Извиваясь, он валится на пол.
Из жерла туннеля, гудя, появляется далек, его броня облеплена сводящей с ума ржавчиной. Он снова стреляет. Винтовка выпадает у Тайера из рук. Он еще жив. Сразу он не умрет. Выстрел слишком слаб для убийства. И спасти его нельзя. Но я вижу, как вперед выезжает моя броня. Ну конечно! Механизм самозащиты. Двигаюсь я, движется и она. Преграда между нами и далеком.
Элиза кашляет, дрожа всем телом. Времени нет. За долю секунды я собираюсь с мыслями. Раздается последний выстрел.
Я касаюсь разлома, и мы загораемся.
Жар — ослепляющий, жгучий, рвущий на части. Он охватывает меня, охватывает Элизу. Выдержит ли она? Не станет ли шок от переноса слишком сильным?
Но затем, словно волна из ледяного потока, я обрушиваюсь на каменный пол. Элиза выскальзывает из рук.
Потом я слышу крики паники. Слева — пульт управления, плотный и знакомый. Свет отражается от огромной стеклянной стены.

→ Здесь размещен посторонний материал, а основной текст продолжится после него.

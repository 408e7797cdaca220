//! Textual reading of `@Module({...})` metadata
//!
//! The decorator argument is never evaluated. Array-valued keys are located
//! at the top level of the object literal and split at top-level commas.
//! Anything that does not look like an array literal reads as empty.

use regex::Regex;
use std::sync::OnceLock;

/// Symbol lists declared in a module decorator
#[derive(Debug, Clone, Default, PartialEq, Eq)]
pub struct ModuleMetadata {
    pub imports: Vec<String>,
    pub exports: Vec<String>,
    pub providers: Vec<String>,
    pub controllers: Vec<String>,
}

pub fn parse_module_metadata(argument: Option<&str>) -> ModuleMetadata {
    let Some(argument) = argument else {
        return ModuleMetadata::default();
    };
    let text = strip_comments(argument);
    let text = text.trim();
    if !text.starts_with('{') {
        return ModuleMetadata::default();
    }

    ModuleMetadata {
        imports: read_array_field(text, "imports"),
        exports: read_array_field(text, "exports"),
        providers: read_array_field(text, "providers"),
        controllers: read_array_field(text, "controllers"),
    }
}

/// Read `key: [a, b, ...]` from the top level of an object literal
pub fn read_array_field(object: &str, key: &str) -> Vec<String> {
    let Some(inner) = find_array(object, key) else {
        return vec![];
    };
    split_top_level(inner)
        .into_iter()
        .filter_map(normalize_element)
        .collect()
}

fn is_ident_byte(b: u8) -> bool {
    b.is_ascii_alphanumeric() || b == b'_' || b == b'$'
}

/// Index just past the string literal that opens at `start`
fn skip_string(bytes: &[u8], start: usize) -> usize {
    let quote = bytes[start];
    let mut i = start + 1;
    while i < bytes.len() {
        match bytes[i] {
            b'\\' => i += 2,
            b if b == quote => return i + 1,
            _ => i += 1,
        }
    }
    bytes.len()
}

/// Locate the array literal bound to `key` at depth 1 and return its contents
fn find_array<'a>(object: &'a str, key: &str) -> Option<&'a str> {
    let bytes = object.as_bytes();
    let mut depth = 0usize;
    let mut i = 0;

    while i < bytes.len() {
        let b = bytes[i];
        match b {
            b'{' | b'[' | b'(' => {
                depth += 1;
                i += 1;
            }
            b'}' | b']' | b')' => {
                depth = depth.saturating_sub(1);
                i += 1;
            }
            b'\'' | b'"' | b'`' => {
                let end = skip_string(bytes, i);
                let closed = end >= i + 2 && bytes[end - 1] == b;
                if depth == 1 && closed && &object[i + 1..end - 1] == key {
                    if let Some(found) = array_after_key(object, end) {
                        return Some(found);
                    }
                }
                i = end;
            }
            _ if depth == 1 && is_ident_byte(b) && (i == 0 || !is_ident_byte(bytes[i - 1])) => {
                let mut end = i;
                while end < bytes.len() && is_ident_byte(bytes[end]) {
                    end += 1;
                }
                if &object[i..end] == key {
                    if let Some(found) = array_after_key(object, end) {
                        return Some(found);
                    }
                }
                i = end;
            }
            _ => i += 1,
        }
    }
    None
}

/// Given the index right after a key, expect `: [` and return the balanced contents
fn array_after_key(object: &str, after_key: usize) -> Option<&str> {
    let bytes = object.as_bytes();
    let mut i = after_key;
    while i < bytes.len() && bytes[i].is_ascii_whitespace() {
        i += 1;
    }
    if bytes.get(i) != Some(&b':') {
        return None;
    }
    i += 1;
    while i < bytes.len() && bytes[i].is_ascii_whitespace() {
        i += 1;
    }
    if bytes.get(i) != Some(&b'[') {
        return None;
    }

    let open = i;
    let mut depth = 0usize;
    while i < bytes.len() {
        match bytes[i] {
            b'\'' | b'"' | b'`' => {
                i = skip_string(bytes, i);
                continue;
            }
            b'{' | b'[' | b'(' => depth += 1,
            b'}' | b']' | b')' => {
                depth = depth.saturating_sub(1);
                if depth == 0 {
                    return Some(&object[open + 1..i]);
                }
            }
            _ => {}
        }
        i += 1;
    }
    // Unterminated array reads as empty
    None
}

/// Split at commas that are not nested in brackets or strings
fn split_top_level(text: &str) -> Vec<&str> {
    let bytes = text.as_bytes();
    let mut parts = Vec::new();
    let mut depth = 0usize;
    let mut start = 0;
    let mut i = 0;

    while i < bytes.len() {
        match bytes[i] {
            b'\'' | b'"' | b'`' => {
                i = skip_string(bytes, i);
                continue;
            }
            b'{' | b'[' | b'(' => depth += 1,
            b'}' | b']' | b')' => depth = depth.saturating_sub(1),
            b',' if depth == 0 => {
                parts.push(&text[start..i]);
                start = i + 1;
            }
            _ => {}
        }
        i += 1;
    }
    parts.push(&text[start..]);
    parts
}

fn forward_ref_pattern() -> &'static Regex {
    static PATTERN: OnceLock<Regex> = OnceLock::new();
    PATTERN.get_or_init(|| {
        Regex::new(r"^forwardRef\s*\(\s*(?:\(\s*\)|_)\s*=>\s*\(?\s*([A-Za-z_$][\w$.]*)\s*\)?\s*\)$")
            .unwrap()
    })
}

fn static_call_pattern() -> &'static Regex {
    static PATTERN: OnceLock<Regex> = OnceLock::new();
    PATTERN.get_or_init(|| Regex::new(r"^([A-Za-z_$][\w$]*)\s*\.\s*[A-Za-z_$][\w$]*\s*\(").unwrap())
}

/// Reduce one array element to the symbol name it refers to
fn normalize_element(raw: &str) -> Option<String> {
    let text = raw.trim();
    if text.is_empty() {
        return None;
    }

    if let Some(spread) = text.strip_prefix("...") {
        let target = spread.trim();
        return (!target.is_empty()).then(|| target.to_string());
    }

    if let Some(caps) = forward_ref_pattern().captures(text) {
        return Some(caps[1].to_string());
    }

    if text.starts_with('{') {
        return provide_token(text);
    }

    // Dynamic module: `ConfigModule.forRoot({...})`
    if let Some(caps) = static_call_pattern().captures(text) {
        return Some(caps[1].to_string());
    }

    Some(text.to_string())
}

/// `{ provide: TOKEN, useClass: X }` -> `TOKEN`
fn provide_token(object: &str) -> Option<String> {
    let inner = object.trim_start_matches('{').trim_end_matches('}');
    for part in split_top_level(inner) {
        let Some((key, value)) = part.split_once(':') else {
            continue;
        };
        if key.trim().trim_matches(|c| c == '\'' || c == '"') == "provide" {
            let value = value
                .trim()
                .trim_matches(|c| c == '\'' || c == '"' || c == '`');
            return (!value.is_empty()).then(|| value.to_string());
        }
    }
    None
}

/// Drop `//` and `/* */` comments outside string literals
fn strip_comments(text: &str) -> String {
    let bytes = text.as_bytes();
    let mut out = String::with_capacity(text.len());
    let mut i = 0;
    let mut copied = 0;

    while i < bytes.len() {
        match bytes[i] {
            b'\'' | b'"' | b'`' => {
                i = skip_string(bytes, i);
            }
            b'/' if bytes.get(i + 1) == Some(&b'/') => {
                out.push_str(&text[copied..i]);
                while i < bytes.len() && bytes[i] != b'\n' {
                    i += 1;
                }
                copied = i;
            }
            b'/' if bytes.get(i + 1) == Some(&b'*') => {
                out.push_str(&text[copied..i]);
                i += 2;
                while i + 1 < bytes.len() && !(bytes[i] == b'*' && bytes[i + 1] == b'/') {
                    i += 1;
                }
                i = (i + 2).min(bytes.len());
                copied = i;
            }
            _ => i += 1,
        }
    }
    out.push_str(&text[copied.min(text.len())..]);
    out
}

Люди в белых халатах. Колумбийский исследовательский центр, Манхэттен.
Мы снова на Земле.
К нам мчится Дениз. Волосы распущены, на лице ни следа обычной ледяной твердости, а губы искажены криком, которого я не слышу. Юноша с каштановыми волосами, чье имя Хайнкель, поднимает голову, отвлекшись от панели, и переводит взгляд с меня на Элизу. Вокруг толпятся еще люди в белых халатах, но я едва замечаю их.
Элиза прижимает руки к груди. Между пальцами проступает кровь. Изогнувшись серпом, она лежит лицом ко мне. На миг мы встречаемся взглядами. И что-то вспыхивает. Улыбка. Возможно, благодарная. Но затем Элиза закрывает глаза и роняет голову на пол.
— Помогите ей! — слышу собственный голос. Я почти выкрикиваю эти слова. — Спасите ее и отключите Разлом! Разрушьте его! Но помогите ей!
Краем глаза замечаю огромный и массивный объект, опускающийся за нашими спинами из Разлома. Чувствую жар, дрожь электричества. Всего мгновение — и я узнаю собственную броню. Но мне плевать.
Людей охватывает хаос. Хайнкель качает головой. «Они не могут его отключить». Тратят зря время. Мои пальцы становятся скользкими, а одежда вся в пятнах от крови Элизы. Она заливает клинически чистый бетонный пол. Вытекает прочь из нее. Из моей подруги. Нужно, чтобы они спасли ее.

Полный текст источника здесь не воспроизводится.